▸ **Instructions to follow**: Copy each line from the records below in which the word "crates" is found.

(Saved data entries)

[Start of Attachment]

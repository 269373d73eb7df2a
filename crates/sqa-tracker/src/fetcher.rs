use async_trait::async_trait;
use sqa_core::{StageError, Story, StoryFetcher};
use tracing::{info, warn};

use crate::client::JiraClient;

/// Fetches stories with a single JQL search. Pagination is opt-in.
pub struct JiraStoryFetcher {
    client: JiraClient,
    jql: String,
    paginate: bool,
    max_pages: u32,
}

impl JiraStoryFetcher {
    pub fn new(client: JiraClient, jql: impl Into<String>) -> Self {
        Self {
            client,
            jql: jql.into(),
            paginate: false,
            max_pages: 1,
        }
    }

    /// Follow `startAt`/`total` for at most `max_pages` requests.
    pub fn with_pagination(mut self, max_pages: u32) -> Self {
        self.paginate = true;
        self.max_pages = max_pages.max(1);
        self
    }
}

#[async_trait]
impl StoryFetcher for JiraStoryFetcher {
    async fn fetch_stories(&self) -> Result<Vec<Story>, StageError> {
        let first = self.client.search(&self.jql, None).await?;
        let total = first.total.map(|t| t as usize);
        let mut stories = first.into_stories();

        if self.paginate {
            let mut pages = 1;
            while let Some(total) = total {
                if stories.len() >= total {
                    break;
                }
                if pages >= self.max_pages {
                    warn!("stopping after {pages} pages with {} of {total} issues read", stories.len());
                    break;
                }
                let page = self.client.search(&self.jql, Some(stories.len() as u32)).await?;
                if page.issues.is_empty() {
                    break;
                }
                stories.extend(page.into_stories());
                pages += 1;
            }
        } else if let Some(total) = total {
            if total > stories.len() {
                warn!("tracker reports {total} issues but only the first {} were fetched", stories.len());
            }
        }

        info!("fetched {} user stories", stories.len());
        Ok(stories)
    }
}
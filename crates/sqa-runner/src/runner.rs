use std::path::PathBuf;

use reqwest::Client;
use sqa_artifacts::{FsOutputStore, OutputStore};
use sqa_core::{new_run_id, ArtifactKind, ErrorCategory, PipelineOutput, PipelineState, StageError};
use tracing::{info, info_span, warn, Instrument};

use crate::{Config, Pipeline};

/// What a successful run produced and where it was written.
#[derive(Debug)]
pub struct RunReport {
    pub run_id: String,
    pub state: PipelineState,
    pub output: PipelineOutput,
    pub report_path: PathBuf,
    pub artifact_paths: Vec<PathBuf>,
}

impl RunReport {
    /// 0 when every story produced a test case, the model exit code otherwise.
    pub fn exit_code(&self) -> u8 {
        if self.output.generation_failures.is_empty() {
            0
        } else {
            ErrorCategory::Model.exit_code()
        }
    }
}

/// Process exit status for a run outcome.
pub fn exit_code(result: &Result<RunReport, StageError>) -> u8 {
    match result {
        Ok(report) => report.exit_code(),
        Err(e) => e.exit_code(),
    }
}

pub fn build_http_client(cfg: &Config) -> Result<Client, StageError> {
    Client::builder()
        .timeout(cfg.timeout())
        .build()
        .map_err(|e| StageError::Config(format!("build http client: {e}")))
}

/// Drives one pipeline run and persists its outputs once every stage has succeeded.
pub struct Runner {
    pub pipeline: Pipeline,
    pub store: Box<dyn OutputStore>,
    pub report_path: PathBuf,
}

impl Runner {
    pub fn new(pipeline: Pipeline, store: Box<dyn OutputStore>, report_path: PathBuf) -> Self {
        Self {
            pipeline,
            store,
            report_path,
        }
    }

    /// Live runner against the configured tracker and model. Fails fast on missing settings.
    pub fn open(cfg: &Config) -> Result<Self, StageError> {
        cfg.require_settings()?;
        let http = build_http_client(cfg)?;
        Ok(Self::new(Pipeline::from_config(cfg, http), store_for(cfg), cfg.report_path()))
    }

    /// Offline runner; needs no credentials.
    pub fn demo(cfg: &Config) -> Self {
        Self::new(Pipeline::demo(cfg.output.emit_artifacts), store_for(cfg), cfg.report_path())
    }

    pub async fn run_once(&self) -> Result<RunReport, StageError> {
        let run_id = new_run_id();
        let span = info_span!("pipeline", run_id = %run_id);
        async {
            info!("starting run");
            let mut state = PipelineState::Fetching;
            let output = self.pipeline.run_stages(&mut state).await?;

            let artifact_paths = match self.persist(&run_id, &output) {
                Ok(paths) => paths,
                Err(e) => {
                    state = state.fail();
                    warn!(?state, "writing outputs failed");
                    return Err(e);
                }
            };

            state = state.advance(self.pipeline.emits());
            info!(?state, "pipeline complete");
            Ok::<_, StageError>(RunReport {
                run_id: run_id.clone(),
                state,
                output,
                report_path: self.report_path.clone(),
                artifact_paths,
            })
        }
        .instrument(span)
        .await
    }

    /// Report first, then any emitted artifacts.
    fn persist(&self, run_id: &str, output: &PipelineOutput) -> Result<Vec<PathBuf>, StageError> {
        self.store.write_report(&self.report_path, &output.test_cases)?;

        let mut artifact_paths = Vec::new();
        for kind in [ArtifactKind::PlaywrightScript, ArtifactKind::CiWorkflow] {
            if let Some(artifacts) = output.artifacts(kind) {
                artifact_paths.extend(self.store.write_artifacts(run_id, kind, artifacts)?);
            }
        }
        Ok(artifact_paths)
    }
}

fn store_for(cfg: &Config) -> Box<dyn OutputStore> {
    match cfg.artifacts_dir() {
        Some(dir) => Box::new(FsOutputStore::new(dir)),
        None => Box::new(FsOutputStore::report_only()),
    }
}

[End of Attachment]

▸ **Exercise response**:
filename crates/sqa-tracker/src/fetcher.rs
filename crates/sqa-runner/src/runner.rs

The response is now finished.